Behold, Christ! 10 Ways to Increase Belief in the Eucharistic Lord

THE MYSTERY OF THE EUCHARIST: Special Section commentary

(photo: Franciscan University of Steubenville)

In Caesarea Philippi, Jesus asked who people said he was, and his two polls showed that only one person — Peter — said he believed Jesus was who he truly was, the Messiah and Son of God (Matthew 16:13-20).

In July, the Pew Research Center asked U.S. Catholics who or what they understood the Eucharist to be. The response, like the one Our Lord received in Caesarea, was sobering.

Only 50% of U.S. Catholics said that they knew the Church’s teaching that, after the consecration, the bread and wine are totally changed into Jesus’ Body and Blood; 45% said that the Church teaches that the “bread” and “wine” are only symbols, and 5% didn’t know what the Church teaches.

Even among the 50% of those who were aware of the Church’s teaching, a third said that they still regarded the Eucharist as a symbol, leaving only 31% who actually believed the Church’s teaching.

In addition, 69% of Catholics said that they believe that the Eucharist was just a symbol — that Jesus is not on the altar after the consecration, or in the tabernacle, or in us after Holy Communion.

Rather than news, the report was a confirmation of what had long been known and inferred: There is a grave crisis in Eucharistic faith. That crisis is ultimately at the root of many others: low Mass attendance, shuttered parishes, closed schools, insufficient priestly vocations, waning Catholic influence in society, growing secularism and, as Pope Emeritus Benedict incisively wrote in April, even the clerical sexual abuse of minors.

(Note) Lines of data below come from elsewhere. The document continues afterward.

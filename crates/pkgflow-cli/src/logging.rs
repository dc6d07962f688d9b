use tracing_subscriber::EnvFilter;

/// Installs the global subscriber. `RUST_LOG` wins over the flags.
pub fn init(verbose: bool, quiet: bool) {
    let level = if verbose {
        "debug"
    } else if quiet {
        "warn"
    } else {
        "info"
    };

    let filter = EnvFilter::try_from_default_env().unwrap_or_else(|_| EnvFilter::new(level));

    tracing_subscriber::fmt()
        .with_env_filter(filter)
        .with_writer(std::io::stderr)
        .with_target(false)
        .init();
}
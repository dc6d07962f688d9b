use std::collections::VecDeque;
use std::sync::{Arc, Mutex, PoisonError};

use tokio::task::JoinSet;

use crate::models::{CoreError, CoreErrorKind, InstallOptions, InstallResult, ParallelCapability};
use crate::orchestration::{BatchOutcome, CancellationToken, SequentialExecutor};
use crate::progress::ProgressSender;
use crate::registry::ProviderRegistry;

/// Upper bound on concurrent installs, including explicit `max_workers`.
pub const WORKER_CAP: usize = 16;

pub fn optimal_worker_count(package_count: usize) -> usize {
    let cpus = std::thread::available_parallelism()
        .map(|count| count.get())
        .unwrap_or(1);
    optimal_worker_count_for(package_count, cpus)
}

/// 1 for two or fewer packages, one per package up to the CPU count, and
/// `floor(1.5 * cpus)` beyond that.
pub fn optimal_worker_count_for(package_count: usize, cpus: usize) -> usize {
    let cpus = cpus.max(1);
    if package_count <= 2 {
        1
    } else if package_count <= cpus {
        package_count
    } else {
        cpus * 3 / 2
    }
}

/// Bounded worker pool over a shared queue. Results keep their package
/// association but arrive in completion order.
#[derive(Clone, Debug)]
pub struct ParallelExecutor {
    installer: SequentialExecutor,
}

impl ParallelExecutor {
    pub fn new(registry: Arc<ProviderRegistry>) -> Self {
        Self {
            installer: SequentialExecutor::new(registry),
        }
    }

    pub fn with_progress(mut self, progress: ProgressSender) -> Self {
        self.installer = self.installer.with_progress(progress);
        self
    }

    pub(crate) fn from_sequential(installer: SequentialExecutor) -> Self {
        Self { installer }
    }

    pub fn check_capability(&self, packages: &[String]) -> ParallelCapability {
        let Some(provider) = self.installer.registry().select_best() else {
            return ParallelCapability::unsupported("no package manager available");
        };

        if !provider.parallel_safe() {
            return ParallelCapability::unsupported(format!(
                "{} holds an exclusive package database lock and cannot install in parallel",
                provider.name()
            ));
        }

        if packages.len() < 2 {
            return ParallelCapability::unsupported(
                "parallel install needs at least 2 packages",
            );
        }

        ParallelCapability::supported(
            optimal_worker_count(packages.len())
                .min(WORKER_CAP)
                .min(packages.len()),
        )
    }

    pub fn worker_count(&self, package_count: usize, options: &InstallOptions) -> usize {
        let requested = if options.max_workers > 0 {
            options.max_workers
        } else {
            optimal_worker_count(package_count)
        };
        requested.min(WORKER_CAP).min(package_count).max(1)
    }

    /// Runs every package through the four-step install on a pool of
    /// workers. Does not check capability or fall back to sequential.
    pub async fn install_many(
        &self,
        packages: &[String],
        options: &InstallOptions,
        cancellation: &CancellationToken,
    ) -> BatchOutcome {
        if packages.is_empty() {
            return BatchOutcome::default();
        }

        let workers = self.worker_count(packages.len(), options);
        tracing::info!(packages = packages.len(), workers, "starting parallel install");

        let queue = Arc::new(Mutex::new(packages.iter().cloned().collect::<VecDeque<_>>()));
        let results: Arc<Mutex<Vec<InstallResult>>> =
            Arc::new(Mutex::new(Vec::with_capacity(packages.len())));

        let mut pool = JoinSet::new();
        for worker in 0..workers {
            let installer = self.installer.clone();
            let queue = queue.clone();
            let results = results.clone();
            let options = *options;
            let cancellation = cancellation.clone();

            pool.spawn(async move {
                loop {
                    if cancellation.is_cancelled() {
                        tracing::debug!(worker, "worker stopping on cancellation");
                        break;
                    }

                    let next = queue
                        .lock()
                        .unwrap_or_else(PoisonError::into_inner)
                        .pop_front();
                    let Some(package) = next else {
                        break;
                    };

                    let result = installer.install_one(&package, &options, &cancellation).await;
                    results
                        .lock()
                        .unwrap_or_else(PoisonError::into_inner)
                        .push(result);
                }
            });
        }

        let mut error = None;
        while let Some(joined) = pool.join_next().await {
            if let Err(join_error) = joined {
                tracing::error!(%join_error, "install worker failed");
                error.get_or_insert_with(|| {
                    CoreError::new(
                        CoreErrorKind::Internal,
                        format!("install worker failed: {join_error}"),
                    )
                });
            }
        }

        if error.is_none() && cancellation.is_cancelled() {
            error = Some(CoreError::cancelled("installation cancelled"));
        }

        let results = std::mem::take(&mut *results.lock().unwrap_or_else(PoisonError::into_inner));
        BatchOutcome { results, error }
    }
}

#[cfg(test)]
mod tests {
    use super::*;

    #[test]
    fn small_batches_use_one_worker() {
        assert_eq!(optimal_worker_count_for(0, 8), 1);
        assert_eq!(optimal_worker_count_for(1, 8), 1);
        assert_eq!(optimal_worker_count_for(2, 8), 1);
    }

    #[test]
    fn batches_within_cpu_count_get_one_worker_each() {
        assert_eq!(optimal_worker_count_for(3, 8), 3);
        assert_eq!(optimal_worker_count_for(8, 8), 8);
    }

    #[test]
    fn large_batches_use_one_and_a_half_workers_per_cpu() {
        assert_eq!(optimal_worker_count_for(9, 8), 12);
        assert_eq!(optimal_worker_count_for(100, 4), 6);
        assert_eq!(optimal_worker_count_for(10, 3), 4);
    }

    #[test]
    fn explicit_workers_are_capped() {
        let executor = ParallelExecutor::new(Arc::new(ProviderRegistry::new()));
        let options = InstallOptions::new().max_workers(64);
        assert_eq!(executor.worker_count(100, &options), WORKER_CAP);
        assert_eq!(executor.worker_count(3, &options), 3);
        assert_eq!(
            executor.worker_count(5, &InstallOptions::new().max_workers(2)),
            2
        );
    }
}
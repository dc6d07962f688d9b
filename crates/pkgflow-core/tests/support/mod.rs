#![allow(dead_code)]

use std::collections::{HashMap, HashSet};
use std::path::{Path, PathBuf};
use std::sync::atomic::{AtomicBool, AtomicUsize, Ordering};
use std::sync::{Arc, Mutex};
use std::time::{Duration, SystemTime};

use pkgflow_core::backends::{BackendProvider, BoxFuture};
use pkgflow_core::execution::{
    ExecutionResult, ProcessExecutor, ProcessExitStatus, ProcessOutput, ProcessSpawnRequest,
    ProcessWaitFuture, RunningProcess,
};
use pkgflow_core::models::{CoreError, CoreErrorKind};
use pkgflow_core::orchestration::CancellationToken;

/// Routes core logs to the test harness; `RUST_LOG` selects the level.
pub fn init_tracing() {
    let _ = tracing_subscriber::fmt()
        .with_env_filter(tracing_subscriber::EnvFilter::from_default_env())
        .with_test_writer()
        .try_init();
}

pub fn packages(names: &[&str]) -> Vec<String> {
    names.iter().map(|name| name.to_string()).collect()
}

/// In-memory provider with scripted installed state, failures and delays.
pub struct MockProvider {
    name: String,
    priority: i32,
    parallel_safe: bool,
    available: AtomicBool,
    installed: Mutex<HashSet<String>>,
    failing: HashSet<String>,
    delays: HashMap<String, Duration>,
    default_delay: Duration,
    install_calls: Mutex<Vec<String>>,
    probe_calls: AtomicUsize,
    current: AtomicUsize,
    peak: AtomicUsize,
}

impl MockProvider {
    pub fn new(name: &str, priority: i32) -> Self {
        Self {
            name: name.to_string(),
            priority,
            parallel_safe: false,
            available: AtomicBool::new(true),
            installed: Mutex::new(HashSet::new()),
            failing: HashSet::new(),
            delays: HashMap::new(),
            default_delay: Duration::ZERO,
            install_calls: Mutex::new(Vec::new()),
            probe_calls: AtomicUsize::new(0),
            current: AtomicUsize::new(0),
            peak: AtomicUsize::new(0),
        }
    }

    pub fn parallel_safe(mut self) -> Self {
        self.parallel_safe = true;
        self
    }

    pub fn unavailable(self) -> Self {
        self.available.store(false, Ordering::SeqCst);
        self
    }

    pub fn installed(self, names: &[&str]) -> Self {
        self.installed
            .lock()
            .unwrap()
            .extend(names.iter().map(|name| name.to_string()));
        self
    }

    pub fn failing(mut self, names: &[&str]) -> Self {
        self.failing.extend(names.iter().map(|name| name.to_string()));
        self
    }

    pub fn delay(mut self, name: &str, delay: Duration) -> Self {
        self.delays.insert(name.to_string(), delay);
        self
    }

    pub fn default_delay(mut self, delay: Duration) -> Self {
        self.default_delay = delay;
        self
    }

    pub fn set_available(&self, available: bool) {
        self.available.store(available, Ordering::SeqCst);
    }

    pub fn install_calls(&self) -> Vec<String> {
        self.install_calls.lock().unwrap().clone()
    }

    pub fn probe_calls(&self) -> usize {
        self.probe_calls.load(Ordering::SeqCst)
    }

    pub fn peak_concurrency(&self) -> usize {
        self.peak.load(Ordering::SeqCst)
    }
}

impl BackendProvider for MockProvider {
    fn name(&self) -> &str {
        &self.name
    }

    fn is_available(&self) -> bool {
        self.available.load(Ordering::SeqCst)
    }

    fn is_installed<'a>(&'a self, package: &'a str) -> BoxFuture<'a, bool> {
        Box::pin(async move {
            self.probe_calls.fetch_add(1, Ordering::SeqCst);
            self.installed.lock().unwrap().contains(package)
        })
    }

    fn install<'a>(
        &'a self,
        package: &'a str,
        cancellation: &'a CancellationToken,
    ) -> BoxFuture<'a, Result<(), CoreError>> {
        Box::pin(async move {
            self.install_calls.lock().unwrap().push(package.to_string());
            let now = self.current.fetch_add(1, Ordering::SeqCst) + 1;
            self.peak.fetch_max(now, Ordering::SeqCst);

            let delay = self
                .delays
                .get(package)
                .copied()
                .unwrap_or(self.default_delay);
            let interrupted = tokio::select! {
                _ = tokio::time::sleep(delay) => false,
                _ = cancellation.cancelled() => true,
            };
            self.current.fetch_sub(1, Ordering::SeqCst);

            if interrupted {
                return Err(CoreError::cancelled("install interrupted").package(package));
            }
            if self.failing.contains(package) {
                return Err(CoreError::new(
                    CoreErrorKind::ProcessFailure,
                    format!("error: target not found: {package}"),
                )
                .package(package));
            }

            self.installed.lock().unwrap().insert(package.to_string());
            Ok(())
        })
    }

    fn priority(&self) -> i32 {
        self.priority
    }

    fn parallel_safe(&self) -> bool {
        self.parallel_safe
    }
}

type Responder = dyn Fn(&ProcessSpawnRequest) -> (i32, String, String) + Send + Sync;

/// Process executor that records every request and answers from a script.
pub struct ScriptedExecutor {
    requests: Mutex<Vec<ProcessSpawnRequest>>,
    responder: Box<Responder>,
}

impl ScriptedExecutor {
    pub fn new(
        responder: impl Fn(&ProcessSpawnRequest) -> (i32, String, String) + Send + Sync + 'static,
    ) -> Self {
        Self {
            requests: Mutex::new(Vec::new()),
            responder: Box::new(responder),
        }
    }

    pub fn always(code: i32, stdout: &str, stderr: &str) -> Self {
        let stdout = stdout.to_string();
        let stderr = stderr.to_string();
        Self::new(move |_| (code, stdout.clone(), stderr.clone()))
    }

    pub fn requests(&self) -> Vec<ProcessSpawnRequest> {
        self.requests.lock().unwrap().clone()
    }

    /// Commands as `program args...`, with the program reduced to its file name.
    pub fn rendered(&self) -> Vec<String> {
        self.requests()
            .iter()
            .map(|request| {
                let program = request
                    .command
                    .program
                    .file_name()
                    .map(|name| name.to_string_lossy().to_string())
                    .unwrap_or_default();
                std::iter::once(program)
                    .chain(request.command.args.iter().cloned())
                    .collect::<Vec<_>>()
                    .join(" ")
            })
            .collect()
    }
}

struct FakeProcess {
    output: ProcessOutput,
}

impl RunningProcess for FakeProcess {
    fn wait(self: Box<Self>, cancellation: CancellationToken) -> ProcessWaitFuture {
        let output = self.output;
        Box::pin(async move {
            if cancellation.is_cancelled() {
                return Err(CoreError::cancelled("process cancelled"));
            }
            Ok(output)
        })
    }
}

impl ProcessExecutor for ScriptedExecutor {
    fn spawn(&self, request: ProcessSpawnRequest) -> ExecutionResult<Box<dyn RunningProcess>> {
        let (code, stdout, stderr) = (self.responder)(&request);
        self.requests.lock().unwrap().push(request);

        let now = SystemTime::now();
        Ok(Box::new(FakeProcess {
            output: ProcessOutput {
                status: ProcessExitStatus::ExitCode(code),
                stdout: stdout.into_bytes(),
                stderr: stderr.into_bytes(),
                started_at: now,
                finished_at: now,
            },
        }))
    }
}

pub fn unique_temp_dir(label: &str) -> PathBuf {
    let nanos = SystemTime::now()
        .duration_since(SystemTime::UNIX_EPOCH)
        .unwrap()
        .as_nanos();
    let dir = std::env::temp_dir().join(format!(
        "pkgflow-{label}-{}-{nanos}",
        std::process::id()
    ));
    std::fs::create_dir_all(&dir).unwrap();
    dir
}

/// Directory holding empty executables with the given names.
#[cfg(unix)]
pub fn fake_bin_dir(label: &str, binaries: &[&str]) -> PathBuf {
    use std::os::unix::fs::PermissionsExt;

    let dir = unique_temp_dir(label);
    for binary in binaries {
        let path = dir.join(binary);
        std::fs::write(&path, "#!/bin/sh\nexit 0\n").unwrap();
        std::fs::set_permissions(&path, std::fs::Permissions::from_mode(0o755)).unwrap();
    }
    dir
}

pub fn touch(path: &Path) {
    std::fs::write(path, b"").unwrap();
}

That’s why the results have justly been occupying the attention of bishops, priests, commentators and all those who care about the Church and the Lord.

Many have focused on the need for much better catechesis across the board. That’s absolutely true, but inadequate and shortsighted. Christianity is not a classroom trying to help people pass a standardized test, but a way of life.

Even if the results came back and 100% of surveyed Catholics identified the Church’s teaching with precision and affirmed faith in it, the larger question would remain: Are they living Eucharistic lives, with Jesus in the Eucharist as the source, summit, root and center of their existence?

Knowing and believing are indispensable steps, but the goal is Eucharistic living. This is something that goes far beyond mere Sunday Mass attendance. It’s whether we live in holy communion with the Risen Lord incarnate in the Eucharist, whether we draw our life from him, whether we permit him from within to make our life a commentary on the words of consecration.

Knowing how we got here is key to knowing how to respond adequately.

After the Second Vatican Council, there were many ideas and practices that undermined knowledge and faith in the Real Presence. Some priests, religious and theologians advanced a desacralizing ideology that, falsely claiming to be the “Spirit of Vatican II,” attacked Eucharistic piety, destroyed high altars and altar rails, banished tabernacles to side altars or chapels and basically sought to effect a Copernican shift in Eucharistic focus away from worshipping God and onto idolatry of the community.

Many of these iconoclasts taught in seminaries and Catholic universities, where, with impunity, they diabolically derided Eucharistic adoration as the superstitious “worship of a breadbox” and persecuted seminarians who wanted to make Holy Hours or requested to have exposition of the Blessed Sacrament in their seminary chapels. These incidents, sadly, were not isolated, and such critical responses to Eucharistic piety certainly impacted those future priests who didn’t know the faith well enough to recognize the voice of false prophets.

But that’s not the principal explanation for the loss of Eucharistic faith (and understanding). The bigger reason is a series of practices with regard to the Eucharist that, regardless of the intentions in inaugurating them, impacted what the faithful know and believe.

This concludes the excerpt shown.